The UN and Darfur

This is exactly what is meant by us liberal hawks when we wonder what Kerry means by his talk of rounding up the allies. The U.S. has roundly and forcefully condemned the killings in Sudan (though only the Congress, not the White House, has called it genocide). And then there's the Security Council, which passes resolutions in a sort of perpetual diplomatic inertia.

Today, the Council is voting on a revised resolution on the "situation [diplomatese for war] in Sudan." I can't find the text of the revised version, but here is the version immediately previous to that currently being considered. Salient points include the use of the phrase "acts of violence of an ethnic dimension" (a phrase used, I suppose, when "genocide" is considered too strong), and the lack of any estimates of the number of dead to this point. The main difference between the current version and the previous version? The one being voted on today lacks teeth, namely the sanctions that had been suggested by the U.S. as an incentive for action by the government of Sudan against the Janjaweed.

In its place (or so I've read), a statement that actions will be taken according to Article 41 of the UN Charter:
The Security Council may decide what measures not involving the use of armed force are to be employed to give effect to its decisions, and it may call upon the Members of the United Nations to apply such measures. These may include complete or partial interruption of economic relations and of rail, sea, air, postal, telegraphic, radio, and other means of communication, and the severance of diplomatic relations.

In an interview with the BBC, Britain's ambassador to the UN tried to put the best face on the weakening of the resolution -- there's no difference, he says, between the words "sanctions" and reference to Article 41. I think not. There's always more power to direct statement than to bureaucratic language, and, it appears, Article 41 allows action weaker than direct sanctions: in fact, anything the Security Council decides. So the new resolution, in effect, is threatening that the UNSC will take measures that the UNSC will decide upon. Bold, this.

Where now is the incentive for an international team of military observers, much less a significant force of peacekeepers to help stop the conflict? The resolution places full responsibility on the Sudanese government, which might be happy to take responsibility but do nothing, or rather, continue to mislead international aid organizations.

A recent article in the New York Review of Books reviews the history. I'll try to read it. Maybe it will give me an answer to the question: What could have been done earlier? When should the U.S., or the U.N., have foreseen what would happen in Darfur? Why did the previous killing in the south of Darfur not merit as much attention in the press, and why was that massacre not prevented (or not preventable)?

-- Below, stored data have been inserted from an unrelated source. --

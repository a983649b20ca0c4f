pub mod features;
pub mod filtering;
pub mod models;
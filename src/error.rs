use std::fmt;
use thiserror::Error;

/// Pipeline stage a failure originated from.
#[derive(Debug, Clone, Copy, PartialEq, Eq)]
pub enum Stage {
    LoadBars,
    LinearFeatures,
    Scaling,
    SymbolicFeatures,
    Selection,
    Split,
    Training,
}

impl fmt::Display for Stage {
    fn fmt(&self, f: &mut fmt::Formatter<'_>) -> fmt::Result {
        let name = match self {
            Self::LoadBars => "load bars",
            Self::LinearFeatures => "linear features",
            Self::Scaling => "scaling",
            Self::SymbolicFeatures => "symbolic features",
            Self::Selection => "feature selection",
            Self::Split => "train/validation split",
            Self::Training => "model training",
        };
        f.write_str(name)
    }
}

#[derive(Error, Debug)]
pub enum FeaturePipelineError {
    #[error("Invalid parameter: {0}")]
    InvalidParameter(String),

    #[error("Unknown transform: {0}")]
    UnknownTransform(String),

    #[error("Invalid configuration: {0}")]
    InvalidConfiguration(String),

    #[error("Missing column: {0}")]
    MissingColumn(String),

    #[error("Data loading error: {0}")]
    DataLoading(String),

    #[error("Configuration error: {0}")]
    Configuration(String),

    #[error("Collaborator error: {0}")]
    Collaborator(String),

    #[error("Stage '{stage}' failed: {source}")]
    Stage {
        stage: Stage,
        #[source]
        source: Box<FeaturePipelineError>,
    },

    #[error("IO error: {0}")]
    Io(#[from] std::io::Error),

    #[error("Polars error: {0}")]
    Polars(#[from] polars::error::PolarsError),

    #[error("Serde error: {0}")]
    Serde(#[from] serde_json::Error),
}

impl FeaturePipelineError {
    /// Tag this error with the stage it surfaced in. Already tagged errors keep their stage.
    pub fn in_stage(self, stage: Stage) -> Self {
        match self {
            Self::Stage { .. } => self,
            other => Self::Stage {
                stage,
                source: Box::new(other),
            },
        }
    }

    /// The underlying error with any stage tag removed.
    pub fn root(&self) -> &FeaturePipelineError {
        match self {
            Self::Stage { source, .. } => source.root(),
            other => other,
        }
    }

    pub fn stage(&self) -> Option<Stage> {
        match self {
            Self::Stage { stage, .. } => Some(*stage),
            _ => None,
        }
    }
}

pub type Result<T> = std::result::Result<T, FeaturePipelineError>;
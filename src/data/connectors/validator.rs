use super::types::RequiredColumn;
use crate::error::{FeaturePipelineError, Result};
use crate::types::Bar;
use polars::prelude::*;
use std::collections::HashMap;

pub struct DataValidator;

impl DataValidator {
    /// Resolve every required column through its aliases and check price/volume columns are numeric.
    pub fn resolve_columns(df: &DataFrame) -> Result<HashMap<RequiredColumn, String>> {
        let mut column_map = HashMap::new();

        for required in RequiredColumn::all() {
            match Self::find_column(df, &required) {
                Some(col_name) => {
                    column_map.insert(required, col_name.to_string());
                }
                None => {
                    return Err(FeaturePipelineError::DataLoading(format!(
                        "Missing required column: {} (tried aliases: {:?})",
                        required.as_str(),
                        required.aliases()
                    )));
                }
            }
        }

        for (req_col, actual_name) in &column_map {
            if *req_col == RequiredColumn::Timestamp {
                continue;
            }
            let column = df.column(actual_name)?;
            if !matches!(
                column.dtype(),
                DataType::Float64
                    | DataType::Float32
                    | DataType::Int64
                    | DataType::Int32
                    | DataType::UInt64
                    | DataType::UInt32
            ) {
                return Err(FeaturePipelineError::DataLoading(format!(
                    "Column '{}' ({}) must be numeric, found {:?}",
                    actual_name,
                    req_col.as_str(),
                    column.dtype()
                )));
            }
        }

        Ok(column_map)
    }

    fn find_column(df: &DataFrame, required: &RequiredColumn) -> Option<&'static str> {
        let columns = df.get_column_names();
        required
            .aliases()
            .into_iter()
            .find(|alias| columns.iter().any(|col| col.as_str() == *alias))
    }

    /// High must bound open/close from above, low from below; nothing may be negative or non-finite.
    pub fn validate_bars(bars: &[Bar]) -> Result<()> {
        for (i, bar) in bars.iter().enumerate() {
            let values = [bar.open, bar.high, bar.low, bar.close, bar.volume];
            if values.iter().any(|v| !v.is_finite() || *v < 0.0) {
                return Err(FeaturePipelineError::DataLoading(format!(
                    "Invalid data at row {}: prices and volume must be finite and non-negative",
                    i
                )));
            }
            if bar.high < bar.low {
                return Err(FeaturePipelineError::DataLoading(format!(
                    "Invalid data at row {}: high ({}) < low ({})",
                    i, bar.high, bar.low
                )));
            }
            if bar.high < bar.open || bar.high < bar.close {
                return Err(FeaturePipelineError::DataLoading(format!(
                    "Invalid data at row {}: high ({}) < open ({}) or close ({})",
                    i, bar.high, bar.open, bar.close
                )));
            }
            if bar.low > bar.open || bar.low > bar.close {
                return Err(FeaturePipelineError::DataLoading(format!(
                    "Invalid data at row {}: low ({}) > open ({}) or close ({})",
                    i, bar.low, bar.open, bar.close
                )));
            }
        }
        Ok(())
    }

    /// Check for minimum required rows
    pub fn validate_minimum_rows(rows: usize, min_rows: usize) -> Result<()> {
        if rows < min_rows {
            return Err(FeaturePipelineError::DataLoading(format!(
                "Insufficient data: {} rows, minimum {} required",
                rows, min_rows
            )));
        }
        Ok(())
    }

    /// Per-column null counts, only for columns that have any
    pub fn check_nulls(df: &DataFrame) -> Vec<(String, usize)> {
        df.get_columns()
            .iter()
            .filter(|column| column.null_count() > 0)
            .map(|column| (column.name().as_str().to_string(), column.null_count()))
            .collect()
    }
}
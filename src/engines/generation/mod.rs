pub mod generator;
pub mod precomputed;

pub use generator::{
    generate_symbolic_features, GenerationStats, ProgramSummary, SymbolicFeatureGenerator,
    SymbolicFeatureSet, SymbolicMetadata, SYMBOLIC_PREFIX,
};
pub use precomputed::PrecomputedSymbolicGenerator;
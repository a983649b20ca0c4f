use super::types::SplitResult;
use crate::error::Result;
use crate::table::FeatureTable;

pub trait DataSplitter {
    /// Partition `data` into train and validation sets, separating `target`
    fn split(&self, data: &FeatureTable, target: &str) -> Result<SplitResult>;
}
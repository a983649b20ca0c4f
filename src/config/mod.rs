pub mod traits;
pub mod data;
pub mod features;
pub mod symbolic;
pub mod selection;
pub mod model;
pub mod manager;

pub use manager::{AppConfig, ConfigManager};
pub use data::{DataConfig, DataSourceKind, SyntheticConfig};
pub use features::{FeaturesConfig, FitScope};
pub use symbolic::{SymbolicConfig, SymbolicParams};
pub use selection::SelectionConfig;
pub use model::{ModelConfig, SplitSection};
pub use traits::ConfigSection;
pub mod least_squares;
pub mod metrics;
pub mod trainer;

pub use least_squares::{LeastSquaresTrainer, LinearModel};
pub use metrics::RegressionMetrics;
pub use trainer::{ModelTrainer, TrainingReport};
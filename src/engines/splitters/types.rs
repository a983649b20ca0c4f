use crate::table::FeatureTable;

/// Chronological train/validation partition with the target separated out
#[derive(Debug, Clone)]
pub struct SplitResult {
    pub train_x: FeatureTable,
    pub train_y: FeatureTable,
    pub val_x: FeatureTable,
    pub val_y: FeatureTable,
}

impl SplitResult {
    pub fn train_rows(&self) -> usize {
        self.train_y.height()
    }

    pub fn val_rows(&self) -> usize {
        self.val_y.height()
    }
}
use super::{types::RequiredColumn, validator::DataValidator, BarSource};
use crate::error::{FeaturePipelineError, Result};
use crate::types::{Bar, BarSeries};
use chrono::{DateTime, NaiveDate, NaiveDateTime, Utc};
use polars::prelude::*;
use std::path::{Path, PathBuf};

/// Loads bars from a CSV file with OHLCV columns.
///
/// Integer timestamps are epoch milliseconds; text timestamps may be RFC 3339,
/// `YYYY-MM-DD HH:MM:SS` or a bare date.
pub struct CsvConnector {
    path: PathBuf,
    min_rows: usize,
}

impl CsvConnector {
    pub fn new<P: AsRef<Path>>(path: P) -> Self {
        Self {
            path: path.as_ref().to_path_buf(),
            min_rows: 1,
        }
    }

    pub fn with_min_rows(mut self, min_rows: usize) -> Self {
        self.min_rows = min_rows;
        self
    }

    /// Load CSV file into DataFrame
    pub fn read_frame<P: AsRef<Path>>(path: P) -> Result<DataFrame> {
        let df = CsvReadOptions::default()
            .with_has_header(true)
            .try_into_reader_with_file_path(Some(path.as_ref().to_path_buf()))?
            .finish()
            .map_err(|e| FeaturePipelineError::DataLoading(format!("Failed to read CSV: {}", e)))?;

        Ok(df)
    }

    /// Convert a frame with OHLCV columns (any supported aliases) into bars.
    pub fn frame_to_bars(df: &DataFrame) -> Result<Vec<Bar>> {
        let column_map = DataValidator::resolve_columns(df)?;

        let nulls = DataValidator::check_nulls(df);
        if !nulls.is_empty() {
            return Err(FeaturePipelineError::DataLoading(format!(
                "Null values detected: {:?}",
                nulls
            )));
        }

        let timestamps = Self::timestamps(df.column(&column_map[&RequiredColumn::Timestamp])?)?;
        let numeric = |required: RequiredColumn| -> Result<Vec<f64>> {
            let column = df.column(&column_map[&required])?.cast(&DataType::Float64)?;
            let values = column
                .as_materialized_series()
                .f64()?
                .into_iter()
                .map(|v| v.unwrap_or(f64::NAN))
                .collect();
            Ok(values)
        };

        let open = numeric(RequiredColumn::Open)?;
        let high = numeric(RequiredColumn::High)?;
        let low = numeric(RequiredColumn::Low)?;
        let close = numeric(RequiredColumn::Close)?;
        let volume = numeric(RequiredColumn::Volume)?;

        let bars = (0..df.height())
            .map(|i| Bar {
                timestamp: timestamps[i],
                open: open[i],
                high: high[i],
                low: low[i],
                close: close[i],
                volume: volume[i],
            })
            .collect();

        Ok(bars)
    }

    fn timestamps(column: &Column) -> Result<Vec<DateTime<Utc>>> {
        match column.dtype() {
            DataType::Int64 | DataType::Int32 | DataType::UInt64 | DataType::UInt32 => {
                let millis = column.cast(&DataType::Int64)?;
                millis
                    .as_materialized_series()
                    .i64()?
                    .into_iter()
                    .enumerate()
                    .map(|(i, ms)| {
                        ms.and_then(DateTime::<Utc>::from_timestamp_millis).ok_or_else(|| {
                            FeaturePipelineError::DataLoading(format!(
                                "Invalid timestamp at row {}",
                                i
                            ))
                        })
                    })
                    .collect()
            }
            DataType::String => column
                .as_materialized_series()
                .str()?
                .into_iter()
                .enumerate()
                .map(|(i, text)| {
                    text.and_then(parse_timestamp).ok_or_else(|| {
                        FeaturePipelineError::DataLoading(format!(
                            "Unparseable timestamp at row {}: {:?}",
                            i, text
                        ))
                    })
                })
                .collect(),
            other => Err(FeaturePipelineError::DataLoading(format!(
                "Timestamp column must be integer milliseconds or text, found {:?}",
                other
            ))),
        }
    }
}

fn parse_timestamp(text: &str) -> Option<DateTime<Utc>> {
    if let Ok(dt) = DateTime::parse_from_rfc3339(text) {
        return Some(dt.with_timezone(&Utc));
    }
    if let Ok(naive) = NaiveDateTime::parse_from_str(text, "%Y-%m-%d %H:%M:%S") {
        return Some(naive.and_utc());
    }
    NaiveDate::parse_from_str(text, "%Y-%m-%d")
        .ok()
        .and_then(|date| date.and_hms_opt(0, 0, 0))
        .map(|naive| naive.and_utc())
}

impl BarSource for CsvConnector {
    fn load(&self) -> Result<BarSeries> {
        let df = Self::read_frame(&self.path)?;
        let bars = Self::frame_to_bars(&df)?;

        DataValidator::validate_minimum_rows(bars.len(), self.min_rows)?;
        DataValidator::validate_bars(&bars)?;

        log::info!("Loaded {} bars from {}", bars.len(), self.path.display());
        BarSeries::new(bars)
    }

    fn describe(&self) -> String {
        format!("csv:{}", self.path.display())
    }
}
pub mod cache;
pub mod connectors;

pub use cache::CachedBarSource;
pub use connectors::{BarSource, CsvConnector, DataValidator, RequiredColumn, SyntheticConnector};

use crate::config::{DataConfig, DataSourceKind};
use crate::error::{FeaturePipelineError, Result};

/// Build the bar source described by the data section, wrapped in a cache when one is configured.
pub fn source_from_config(config: &DataConfig) -> Result<Box<dyn BarSource>> {
    let source: Box<dyn BarSource> = match config.source {
        DataSourceKind::Csv => {
            let path = config.path.as_ref().ok_or_else(|| {
                FeaturePipelineError::InvalidParameter(
                    "data.path is required for the csv source".to_string(),
                )
            })?;
            Box::new(CsvConnector::new(path).with_min_rows(config.min_rows))
        }
        DataSourceKind::Synthetic => Box::new(SyntheticConnector::new(config.synthetic.clone())),
    };

    match &config.cache_path {
        Some(path) => Ok(Box::new(
            CachedBarSource::new(source, path).with_min_rows(config.min_rows),
        )),
        None => Ok(source),
    }
}
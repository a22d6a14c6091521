use async_trait::async_trait;
use pagecraft_core::{ConfigStore, StoreError};
use pagecraft_protocol::SiteConfig;
use parking_lot::Mutex;
use std::sync::Arc;

/// In-memory store that records every written document.
#[derive(Clone, Default)]
pub struct MemoryConfigStore {
    document: Arc<Mutex<SiteConfig>>,
    writes: Arc<Mutex<Vec<SiteConfig>>>,
}

impl MemoryConfigStore {
    pub fn new() -> Self {
        Self::default()
    }

    pub fn with_document(document: SiteConfig) -> Self {
        Self {
            document: Arc::new(Mutex::new(document)),
            writes: Arc::default(),
        }
    }

    pub fn snapshot(&self) -> SiteConfig {
        self.document.lock().clone()
    }

    pub fn writes(&self) -> Vec<SiteConfig> {
        self.writes.lock().clone()
    }
}

#[async_trait]
impl ConfigStore for MemoryConfigStore {
    async fn read(&self) -> SiteConfig {
        self.document.lock().clone()
    }

    async fn write(&self, config: &SiteConfig) -> Result<(), StoreError> {
        *self.document.lock() = config.clone();
        self.writes.lock().push(config.clone());
        Ok(())
    }
}

/// Store whose reads succeed but every write fails with an io error.
#[derive(Clone, Default)]
pub struct FailingConfigStore {
    document: SiteConfig,
}

impl FailingConfigStore {
    pub fn new(document: SiteConfig) -> Self {
        Self { document }
    }
}

#[async_trait]
impl ConfigStore for FailingConfigStore {
    async fn read(&self) -> SiteConfig {
        self.document.clone()
    }

    async fn write(&self, _config: &SiteConfig) -> Result<(), StoreError> {
        Err(StoreError::Io(std::io::Error::other("disk full")))
    }
}
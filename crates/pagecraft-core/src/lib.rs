//! Core primitives for Pagecraft.
//!
//! This crate owns the site config store, the admin-gated config service,
//! and the live preview machinery (channel, renderer state, render session,
//! structure editor) used by the server and SDK.

pub mod auth;
pub mod error;
pub mod preview;
pub mod service;
pub mod source;
pub mod store;

/// Admin credential verification.
pub use auth::{AdminVerifier, SharedTokenVerifier};
pub use error::ServiceError;
/// Live preview building blocks.
pub use preview::{
    BroadcastPreviewChannel, LiveRenderer, PreviewChannel, PreviewReceiver, RenderPhase,
    RenderSession, RenderSessionHandle, SectionRenderer, StructureEditor,
};
pub use service::ConfigService;
pub use source::{CommittedSource, HttpConfigSource, NoCommittedSource, SourceError};
pub use store::{ConfigStore, FileConfigStore, StoreError};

Postscript: The Forward has a good summary on the inability of the U.N. (or any subset of the international community, the U.S. included) to commit a peacekeeping force to the Sudan or to agree on the threat of sanctions. According to human rights observers quoted in the article,
bitterness over Iraq has stymied the America's push for

"The bad feelings that have occurred because of U.S. unilateral action in
Iraq have lessened the receptivity of other countries to the U.S. now talking
about multilateral action," said Roberta Cohen, a fellow at the Brookings

France and Germany skeptically eyed the United States's efforts, slowing
down the process until recently. While European countries have begun of late to
act more aggressively, China, Pakistan and Algeria continue to hold out against
any resolution calling for sanctions against the Sudanese government.

However, the article doesn't cite any evidence to show that France, Germany, et al. are refusing to back sanctions because of U.S. unilateral action in Iraq. It could very plausibly be that France and Germany are reluctant a priori to get involved (I don't think we've heard much from their respective prime ministers). China and Pakistan have their own reasons for not rocking the Sudan boat.